La reciente actividad sísmica registrada en el volcán Tupungatito, ubicado en la cordillera de los Andes, en el límite entre Chile y la provincia de Mendoza, genera inquietud entre expertos y autoridades.
Con más de 20 sismos de baja magnitud en los últimos días, el monitoreo de este estratovolcán (volcán grande y cónico formado por capas de lava y fragmentos de roca) se intensificó para evaluar posibles riesgos y escenarios futuros.
Aumento de la actividad sísmica y monitoreo constante
Según el Servicio Nacional de Geología y Minería de Chile (Sernageomin), los movimientos telúrios detectados en la zona estarían relacionados con la fractura de rocas en el subsuelo. A pesar de ello, la alerta emitida por el organismo se mantiene en "Nivel Verde", lo que indica un estado de reposo o actividad superficial leve.
El Tupungatito, con una altitud de 5.682 metros, es conocido por su constante emisión de gases y su actividad fumarólica visible en la cima, donde alberga tres lagos cratéricos con burbujeo continuo. Su última erupción significativa se registró en 1986, y desde entonces mantiene un comportamiento moderado.
Opiniones de los expertos sobre el riesgo de erupción
Los especialistas en vulcanología expresaron diferentes posturas sobre la relación entre los sismos recientes y una posible erupción.

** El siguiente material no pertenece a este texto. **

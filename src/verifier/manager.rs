//! Singleton lifecycle for the challenge widget.
//!
//! The manager owns the only live widget in the process. Callers ask for a
//! ready handle; reuse is the cheap common case, and every create/teardown
//! path funnels through one slot so a second render can never start while
//! one is in flight.

use std::sync::atomic::{AtomicBool, Ordering};
use std::sync::Arc;
use std::time::Duration;
use tokio::sync::{mpsc, Mutex};
use tokio::task::JoinHandle;
use tokio::time::sleep;
use tracing::{debug, warn};

use super::handle::{VerifierHandle, WidgetMode};
use super::retry::{FailureClass, RetryPolicy};
use crate::error::Error;
use crate::provider::{
    ChallengeWidget, ContainerHost, IdentityProvider, ProviderError, WidgetConfig, WidgetEvent,
};

const DEFAULT_TEARDOWN_SETTLE_MS: u64 = 100;
const DEFAULT_MOUNT_SETTLE_MS: u64 = 50;

/// Caller handlers for widget events. All optional; state transitions happen
/// regardless.
#[derive(Default)]
pub struct WidgetCallbacks {
    on_solved: Option<Box<dyn Fn(String) + Send + Sync>>,
    on_expired: Option<Box<dyn Fn() + Send + Sync>>,
    on_error: Option<Box<dyn Fn(String) + Send + Sync>>,
}

impl WidgetCallbacks {
    #[must_use]
    pub fn new() -> Self {
        Self::default()
    }

    #[must_use]
    pub fn on_solved(mut self, handler: impl Fn(String) + Send + Sync + 'static) -> Self {
        self.on_solved = Some(Box::new(handler));
        self
    }

    #[must_use]
    pub fn on_expired(mut self, handler: impl Fn() + Send + Sync + 'static) -> Self {
        self.on_expired = Some(Box::new(handler));
        self
    }

    #[must_use]
    pub fn on_error(mut self, handler: impl Fn(String) + Send + Sync + 'static) -> Self {
        self.on_error = Some(Box::new(handler));
        self
    }
}

/// Settle timing for the manager.
///
/// The delays give the provider's own asynchronous teardown and the container
/// mutation time to land before a new render is requested; the ordering
/// guarantee (teardown fully observable before recreation) is the contract,
/// the durations are tunable.
#[derive(Clone, Copy, Debug)]
pub struct ManagerConfig {
    teardown_settle: Duration,
    mount_settle: Duration,
}

impl ManagerConfig {
    #[must_use]
    pub fn new() -> Self {
        Self {
            teardown_settle: Duration::from_millis(DEFAULT_TEARDOWN_SETTLE_MS),
            mount_settle: Duration::from_millis(DEFAULT_MOUNT_SETTLE_MS),
        }
    }

    #[must_use]
    pub fn with_teardown_settle_ms(mut self, millis: u64) -> Self {
        self.teardown_settle = Duration::from_millis(millis);
        self
    }

    #[must_use]
    pub fn with_mount_settle_ms(mut self, millis: u64) -> Self {
        self.mount_settle = Duration::from_millis(millis);
        self
    }

    #[must_use]
    pub fn teardown_settle(&self) -> Duration {
        self.teardown_settle
    }

    #[must_use]
    pub fn mount_settle(&self) -> Duration {
        self.mount_settle
    }
}

impl Default for ManagerConfig {
    fn default() -> Self {
        Self::new()
    }
}

#[derive(Default)]
struct Slot {
    widget: Option<Arc<dyn ChallengeWidget>>,
    handle: Option<VerifierHandle>,
    pump: Option<JoinHandle<()>>,
}

pub struct VerifierManager {
    provider: Arc<dyn IdentityProvider>,
    host: Arc<dyn ContainerHost>,
    policy: RetryPolicy,
    config: ManagerConfig,
    // The slot lock is the render gate: one render in flight process-wide.
    slot: Mutex<Slot>,
    initialized: Arc<AtomicBool>,
    rendering: AtomicBool,
}

impl VerifierManager {
    #[must_use]
    pub fn new(
        provider: Arc<dyn IdentityProvider>,
        host: Arc<dyn ContainerHost>,
        config: ManagerConfig,
    ) -> Self {
        Self {
            provider,
            host,
            policy: RetryPolicy,
            config,
            slot: Mutex::new(Slot::default()),
            initialized: Arc::new(AtomicBool::new(false)),
            rendering: AtomicBool::new(false),
        }
    }

    /// Return the live handle, or tear down and create a fresh one.
    ///
    /// Callers arriving while a render is in flight wait on the slot lock and
    /// re-check reuse once it settles, so they all observe the settled
    /// outcome without triggering a second render.
    ///
    /// # Errors
    /// `Conflict` when the provider reports a widget already rendered in the
    /// container (state is force-cleaned first), `Configuration` for missing
    /// provider configuration, `Transient` otherwise. State is `Empty` after
    /// any failure.
    pub async fn get_or_create(
        &self,
        container_key: &str,
        mode: WidgetMode,
        callbacks: WidgetCallbacks,
    ) -> Result<VerifierHandle, Error> {
        let mut slot = self.slot.lock().await;
        if let Some(handle) = self.reusable(&slot, container_key, mode) {
            debug!(container = container_key, "reusing live verifier");
            return Ok(handle);
        }
        self.render_locked(&mut slot, container_key, mode, callbacks)
            .await
    }

    /// Tear down and recreate unconditionally, bypassing reuse.
    ///
    /// # Errors
    /// Same failure modes as [`Self::get_or_create`].
    pub async fn force_refresh(
        &self,
        container_key: &str,
        mode: WidgetMode,
        callbacks: WidgetCallbacks,
    ) -> Result<VerifierHandle, Error> {
        let mut slot = self.slot.lock().await;
        self.render_locked(&mut slot, container_key, mode, callbacks)
            .await
    }

    /// Idempotent full teardown. Never errors; each step is individually
    /// guarded.
    pub async fn cleanup(&self) {
        let mut slot = self.slot.lock().await;
        self.teardown_locked(&mut slot).await;
    }

    /// True iff a reusable handle exists and no render is in flight.
    #[must_use]
    pub fn is_ready(&self) -> bool {
        self.initialized.load(Ordering::SeqCst) && !self.rendering.load(Ordering::SeqCst)
    }

    fn reusable(&self, slot: &Slot, container_key: &str, mode: WidgetMode) -> Option<VerifierHandle> {
        if !self.initialized.load(Ordering::SeqCst) {
            return None;
        }
        let handle = slot.handle.as_ref()?;
        if handle.container_id() == container_key
            && handle.mode() == mode
            && self.host.has_widget(container_key)
        {
            Some(handle.clone())
        } else {
            None
        }
    }

    async fn render_locked(
        &self,
        slot: &mut Slot,
        container_key: &str,
        mode: WidgetMode,
        callbacks: WidgetCallbacks,
    ) -> Result<VerifierHandle, Error> {
        self.teardown_locked(slot).await;
        self.rendering.store(true, Ordering::SeqCst);

        match self.attempt_render(container_key, mode).await {
            Ok((widget, events, widget_id)) => {
                self.host.mark_rendered(container_key);
                let handle = VerifierHandle::new(widget_id, container_key.to_string(), mode);
                slot.widget = Some(widget);
                slot.handle = Some(handle.clone());
                slot.pump = Some(self.spawn_pump(events, callbacks));
                self.rendering.store(false, Ordering::SeqCst);
                self.initialized.store(true, Ordering::SeqCst);
                debug!(
                    widget_id = handle.widget_id(),
                    container = container_key,
                    "verifier ready"
                );
                Ok(handle)
            }
            Err(err) => {
                let class = self.policy.classify(&err);
                // Teardown resets both flags, leaving the slot Empty on every
                // failure path.
                self.teardown_locked(slot).await;
                match class {
                    FailureClass::Conflict => {
                        warn!(
                            container = container_key,
                            "widget already rendered, state inconsistent: {err}"
                        );
                        Err(Error::Conflict)
                    }
                    FailureClass::Fatal => Err(Error::Configuration(err.to_string())),
                    FailureClass::Transient => Err(Error::Transient(err.to_string())),
                }
            }
        }
    }

    async fn attempt_render(
        &self,
        container_key: &str,
        mode: WidgetMode,
    ) -> Result<
        (
            Arc<dyn ChallengeWidget>,
            mpsc::UnboundedReceiver<WidgetEvent>,
            String,
        ),
        ProviderError,
    > {
        // Let the provider's asynchronous teardown finish before touching the
        // container again.
        sleep(self.config.teardown_settle()).await;
        self.host.ensure(container_key, mode.is_visible());
        sleep(self.config.mount_settle()).await;

        let (sender, events) = mpsc::unbounded_channel();
        let widget = self
            .provider
            .create_verifier(
                container_key,
                WidgetConfig {
                    size: mode.size(),
                    events: sender,
                },
            )
            .await?;
        let widget_id = widget.render().await?;
        Ok((widget, events, widget_id))
    }

    fn spawn_pump(
        &self,
        mut events: mpsc::UnboundedReceiver<WidgetEvent>,
        callbacks: WidgetCallbacks,
    ) -> JoinHandle<()> {
        let initialized = Arc::clone(&self.initialized);
        tokio::spawn(async move {
            while let Some(event) = events.recv().await {
                match event {
                    WidgetEvent::Solved { token } => {
                        debug!("challenge solved");
                        if let Some(on_solved) = &callbacks.on_solved {
                            on_solved(token);
                        }
                    }
                    WidgetEvent::Expired => {
                        warn!("challenge expired, verifier must be recreated");
                        initialized.store(false, Ordering::SeqCst);
                        if let Some(on_expired) = &callbacks.on_expired {
                            on_expired();
                        }
                    }
                    WidgetEvent::Errored { message } => {
                        warn!("challenge widget error: {message}");
                        initialized.store(false, Ordering::SeqCst);
                        if let Some(on_error) = &callbacks.on_error {
                            on_error(message);
                        }
                    }
                }
            }
        })
    }

    async fn teardown_locked(&self, slot: &mut Slot) {
        if let Some(pump) = slot.pump.take() {
            pump.abort();
        }
        if let Some(widget) = slot.widget.take() {
            // An already-cleared widget may error here; ignore it so the rest
            // of the teardown still runs.
            if let Err(err) = widget.clear().await {
                debug!("ignoring widget clear failure: {err}");
            }
        }
        if let Some(handle) = slot.handle.take() {
            self.host.clear(handle.container_id());
        }
        self.initialized.store(false, Ordering::SeqCst);
        self.rendering.store(false, Ordering::SeqCst);
    }

    #[cfg(test)]
    fn is_rendering(&self) -> bool {
        self.rendering.load(Ordering::SeqCst)
    }
}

El geólogo Eduardo Morgado, de la Universidad Mayor de Chile, explica que los temblores no se han originado directamente bajo el volcán, lo que dificulta establecer una conexión directa con actividad magmática.
Por otro lado, el volcanólogo Daniel Díaz, del Instituto Milenio Ckelar Volcanes, destaca que la región de los Andes del Sur es altamente activa y que estos fenómenos deben ser seguidos de cerca, ya que podrían indicar cambios en el comportamiento del volcán.
Posibles efectos en Chile y Argentina
Aunque no se prevé una erupción inminente, las autoridades advierten sobre los posibles impactos de un evento eruptivo en la zona. Entre los principales riesgos se encuentran:
- Flujos de lava y piroclastos: aunque de alcance limitado, podrían afectar las inmediaciones del volcán.
- Lahares: en caso de que la erupción ocurra bajo el glaciar, se podría generar un rápido flujo de lodo volcánico con impacto en localidades cercanas.
- Emisión de cenizas volcánicas: dependiendo de la dirección del viento, las cenizas podrían llegar a Santiago de Chile o incluso a Mendoza, afectando la calidad del aire y la salud de la población.
Medidas preventivas y monitoreo futuro
Ante esta situación, los organismos de vigilancia volcánica continúan con un monitoreo riguroso del Tupungatito.
Las estaciones sismológicas de Sernageomin y el Observatorio Volcánico de los Andes del Sur (Ovdas) están recopilando datos en tiempo real para detectar cualquier variación significativa en su actividad.
La comunidad científica y las autoridades recomiendan mantener la atención en los reportes oficiales y seguir las indicaciones en caso de que el nivel de alerta se modifique. Aunque la posibilidad de una erupción en el corto plazo es baja, la historia geológica del volcán y su ubicación estratégica hacen que su vigilancia sea una prioridad para ambas naciones.
Con el avance de la tecnología y el monitoreo satelital, se espera mejorar la capacidad de predicción y respuesta ante futuros eventos volcánicos en la región de los Andes, brindando mayor seguridad a las comunidades cercanas.